Reinterpet fails on empty array

No, that’s not what’s happening here. This case has been added deliberately:

As it’s a new feature, it won’t be backported. Since the reason was a fundamental limitation of the old reinterpret, I don’t think there’s a workaround short of reimplementing the machinery yourself (doesn’t seem like a good idea, as 1.8 is close).

By the way: this whole conversation is pointless. By Julia 1.8.0, it does not error anymore. Furthermore, it offers what it should: a 0-element reinterpret of type A:

julia> struct A end

julia> reinterpret(A, Int8[])
0-element reinterpret(A, ::Vector{Int8})

Shouldn’t this be commented in the release notes of v1.8.0? @Sukera

How is it not 0/0 = 0?

I think it is, yeah. In the PR it is discussed that, for singleton types, triage showed favorable to decide that 0/0 = 0, although Jeff wasn’t comfortable with it either.

I’m almost 90% sure I tried that and it didn’t work :thinking:

Either way, the fact it does is imo an accident due to that PR - it should clearly throw when the array is not empty, as that’s what is checked in the new branch:

I don’t think you’re meant to change the underlying array, which is why I suggested using a zero dimensional view instead.
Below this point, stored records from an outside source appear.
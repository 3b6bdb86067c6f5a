use reqwest::{Client, StatusCode};
use serde::{Deserialize, Serialize};

use crate::core::note::Note;

/// Backend failure, tagged by severity. `Unreachable` and `Unknown` replace
/// the whole UI when they happen during the initial load; `Rejected` carries
/// a business-level message the server sent in an otherwise valid response.
///
/// The `Display` strings double as the user-facing messages.
#[derive(Debug, Clone, PartialEq, Eq, thiserror::Error)]
pub enum ApiError {
    #[error("Could not contact backend API")]
    Unreachable,
    #[error("An unknown error occurred")]
    Unknown,
    #[error("{0}")]
    Rejected(String),
}

/// Map a non-2xx status the way the backend contract defines it.
fn status_error(status: StatusCode) -> ApiError {
    if status == StatusCode::INTERNAL_SERVER_ERROR {
        ApiError::Unreachable
    } else {
        ApiError::Unknown
    }
}

#[derive(Debug, Clone, Deserialize)]
struct WireNote {
    #[serde(rename = "objectId")]
    object_id: String,
    title: String,
    text: String,
}

impl From<WireNote> for Note {
    fn from(wire: WireNote) -> Self {
        Note {
            id: wire.object_id,
            title: wire.title,
            text: wire.text,
        }
    }
}

/// `GET /api/notes` body. The failure message is nested one level deeper
/// than on the save endpoint; that asymmetry is the backend's, not ours.
#[derive(Debug, Deserialize)]
struct ListResponse {
    success: bool,
    #[serde(default)]
    notes: Vec<WireNote>,
    #[serde(default)]
    message: Option<NestedMessage>,
}

#[derive(Debug, Deserialize)]
struct NestedMessage {
    message: String,
}

/// `POST /api/note/{id}` body.
#[derive(Debug, Deserialize)]
struct SaveResponse {
    success: bool,
    #[serde(default)]
    note: Option<SavedNote>,
    #[serde(default)]
    message: Option<String>,
}

#[derive(Debug, Deserialize)]
struct SavedNote {
    #[serde(rename = "objectId")]
    object_id: String,
}

#[derive(Debug, Serialize)]
struct SaveBody<'a> {
    title: &'a str,
    text: &'a str,
}

/// Minimal client for the notes backend.
#[derive(Clone)]
pub struct ApiClient {
    base_url: String,
    http: Client,
}

impl ApiClient {
    pub fn new(base_url: &str) -> Self {
        Self {
            base_url: base_url.trim_end_matches('/').to_string(),
            http: Client::new(),
        }
    }

    /// Fetch all notes, in the order the backend returns them.
    pub async fn fetch_notes(&self) -> Result<Vec<Note>, ApiError> {
        let url = format!("{}/api/notes", self.base_url);
        let resp = self.http.get(&url).send().await.map_err(|e| {
            log::warn!("GET /api/notes failed: {}", e);
            ApiError::Unreachable
        })?;

        let status = resp.status();
        if !status.is_success() {
            log::warn!("GET /api/notes returned {}", status);
            return Err(status_error(status));
        }

        let body: ListResponse = resp.json().await.map_err(|e| {
            log::warn!("GET /api/notes: bad response body: {}", e);
            ApiError::Unknown
        })?;

        if body.success {
            Ok(body.notes.into_iter().map(Note::from).collect())
        } else {
            Err(ApiError::Rejected(
                body.message
                    .map(|m| m.message)
                    .unwrap_or_else(|| "An unknown error occurred".to_string()),
            ))
        }
    }

    /// Push the edit buffer. An empty `id` creates a new note; the server's
    /// assigned id is returned for creates, `None` for plain updates.
    pub async fn save_note(
        &self,
        id: &str,
        title: &str,
        text: &str,
    ) -> Result<Option<String>, ApiError> {
        let url = format!("{}/api/note/{}", self.base_url, id);
        let resp = self
            .http
            .post(&url)
            .json(&SaveBody { title, text })
            .send()
            .await
            .map_err(|e| {
                log::warn!("POST /api/note failed: {}", e);
                ApiError::Unreachable
            })?;

        let status = resp.status();
        if !status.is_success() {
            log::warn!("POST /api/note returned {}", status);
            return Err(status_error(status));
        }

        let body: SaveResponse = resp.json().await.map_err(|e| {
            log::warn!("POST /api/note: bad response body: {}", e);
            ApiError::Unknown
        })?;

        if !body.success {
            return Err(ApiError::Rejected(
                body.message
                    .unwrap_or_else(|| "An unknown error occurred".to_string()),
            ));
        }

        if id.is_empty() {
            // A create must hand back the assigned id.
            match body.note {
                Some(n) => Ok(Some(n.object_id)),
                None => {
                    log::warn!("POST /api/note: create response missing note id");
                    Err(ApiError::Unknown)
                }
            }
        } else {
            Ok(body.note.map(|n| n.object_id))
        }
    }
}

#[cfg(test)]
mod tests {
    use super::*;

    #[test]
    fn parse_list_response() {
        let json = r#"{"success":true,"notes":[
            {"objectId":"a1","title":"First","text":"one"},
            {"objectId":"b2","title":"Second","text":"two"}
        ]}"#;
        let body: ListResponse = serde_json::from_str(json).unwrap();
        assert!(body.success);
        let notes: Vec<Note> = body.notes.into_iter().map(Note::from).collect();
        assert_eq!(notes.len(), 2);
        assert_eq!(notes[0].id, "a1");
        assert_eq!(notes[0].title, "First");
        assert_eq!(notes[1].text, "two");
    }

    #[test]
    fn parse_list_failure_with_nested_message() {
        let json = r#"{"success":false,"message":{"message":"database offline"}}"#;
        let body: ListResponse = serde_json::from_str(json).unwrap();
        assert!(!body.success);
        assert!(body.notes.is_empty());
        assert_eq!(body.message.unwrap().message, "database offline");
    }

    #[test]
    fn parse_save_response_create() {
        let json = r#"{"success":true,"note":{"objectId":"n1"}}"#;
        let body: SaveResponse = serde_json::from_str(json).unwrap();
        assert!(body.success);
        assert_eq!(body.note.unwrap().object_id, "n1");
    }

    #[test]
    fn parse_save_failure_with_flat_message() {
        let json = r#"{"success":false,"message":"title too long"}"#;
        let body: SaveResponse = serde_json::from_str(json).unwrap();
        assert!(!body.success);
        assert_eq!(body.message.as_deref(), Some("title too long"));
    }

    #[test]
    fn save_body_wire_shape() {
        let body = SaveBody { title: "T", text: "X" };
        let json = serde_json::to_string(&body).unwrap();
        assert_eq!(json, r#"{"title":"T","text":"X"}"#);
    }

    #[test]
    fn status_500_is_unreachable() {
        assert_eq!(
            status_error(StatusCode::INTERNAL_SERVER_ERROR),
            ApiError::Unreachable
        );
        assert_eq!(status_error(StatusCode::NOT_FOUND), ApiError::Unknown);
    }

    #[test]
    fn error_messages_match_contract() {
        assert_eq!(ApiError::Unreachable.to_string(), "Could not contact backend API");
        assert_eq!(ApiError::Unknown.to_string(), "An unknown error occurred");
        assert_eq!(ApiError::Rejected("nope".into()).to_string(), "nope");
    }
}
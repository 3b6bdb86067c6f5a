use cosmic::iced::Length;
use cosmic::widget::{button, column, container, scrollable, text};
use cosmic::Element;

use crate::core::note::Note;
use crate::message::Message;

const LIST_WIDTH: f32 = 220.0;

/// Sidebar listing every note title in backend arrival order. The note whose
/// id matches `selected_id` is highlighted; clicking a row emits
/// `Message::SelectNote` upward. Selection state lives in the store's edit
/// buffer, so starting a new note clears the highlight for free.
pub fn note_list<'a>(notes: &[Note], selected_id: &str) -> Element<'a, Message> {
    let mut col = column().spacing(4);

    if notes.is_empty() {
        col = col.push(text::caption("No notes yet"));
    }

    for note in notes {
        let selected = !selected_id.is_empty() && note.id == selected_id;
        let label = note.list_title();
        let btn = if selected {
            button::suggested(label)
        } else {
            button::text(label)
        };
        col = col.push(
            btn.on_press(Message::SelectNote(note.id.clone()))
                .width(Length::Fill),
        );
    }

    container(scrollable(col.padding(8)))
        .width(Length::Fixed(LIST_WIDTH))
        .height(Length::Fill)
        .into()
}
It can’t change contents under you and will always be empty, since it’s immutable.

For example:

julia> struct A end

julia> a = Int8[]
Int8[]

julia> b = reinterpret(A, a)
0-element reinterpret(A, ::Vector{Int8})

julia> push!(a, 0x0)
1-element Vector{Int8}:
 0

julia> b
1-element reinterpret(A, ::Vector{Int8}):
 A()

which surely is not what you want. This won’t happen with a view:

julia> arrv = @view a[1:0]
0-element view(::Vector{Int8}, 1:0) with eltype Int8

julia> b = reinterpret(A, arrv)
0-element reinterpret(A, view(::Vector{Int8}, 1:0))

julia> a
1-element Vector{Int8}:
 0

julia> push!(a, 0x0)
2-element Vector{Int8}:
 0
 0

julia> b
0-element reinterpret(A, view(::Vector{Int8}, 1:0))

I kind of get what you mean. Let us now try to push this logic further, so I can get what I wanted since the beginning:

julia> using StaticArrays

julia> struct A end

julia> reinterpret(SVector{1,A},UInt8[])
0-element reinterpret(SVector{1, A}, ::Vector{UInt8})

Obviously, since an SVector{1,A} is also size 0, the result is a 0-element reinterpet. Is there any way I can get a 1-element object, so I can do only or [1] and get the message I wanted?

This is exactly the issue with the behaviour of reinterpret: the length of reinterpreting a 0-byte array as a singleton type is ambiguous, because the sizeof an array of any number of singletons is 0.

That is sizeof([nothing, nothing, nothing]) == 0 so length(reinterpret(Nothing, Int8[])) could equally reasonably be 3 as 0 or any other length.

IMO the new behaviour is a mistake, because it makes the arbitrary decision that 0/0=0 and you’re already having issues because in your case 0/0=1.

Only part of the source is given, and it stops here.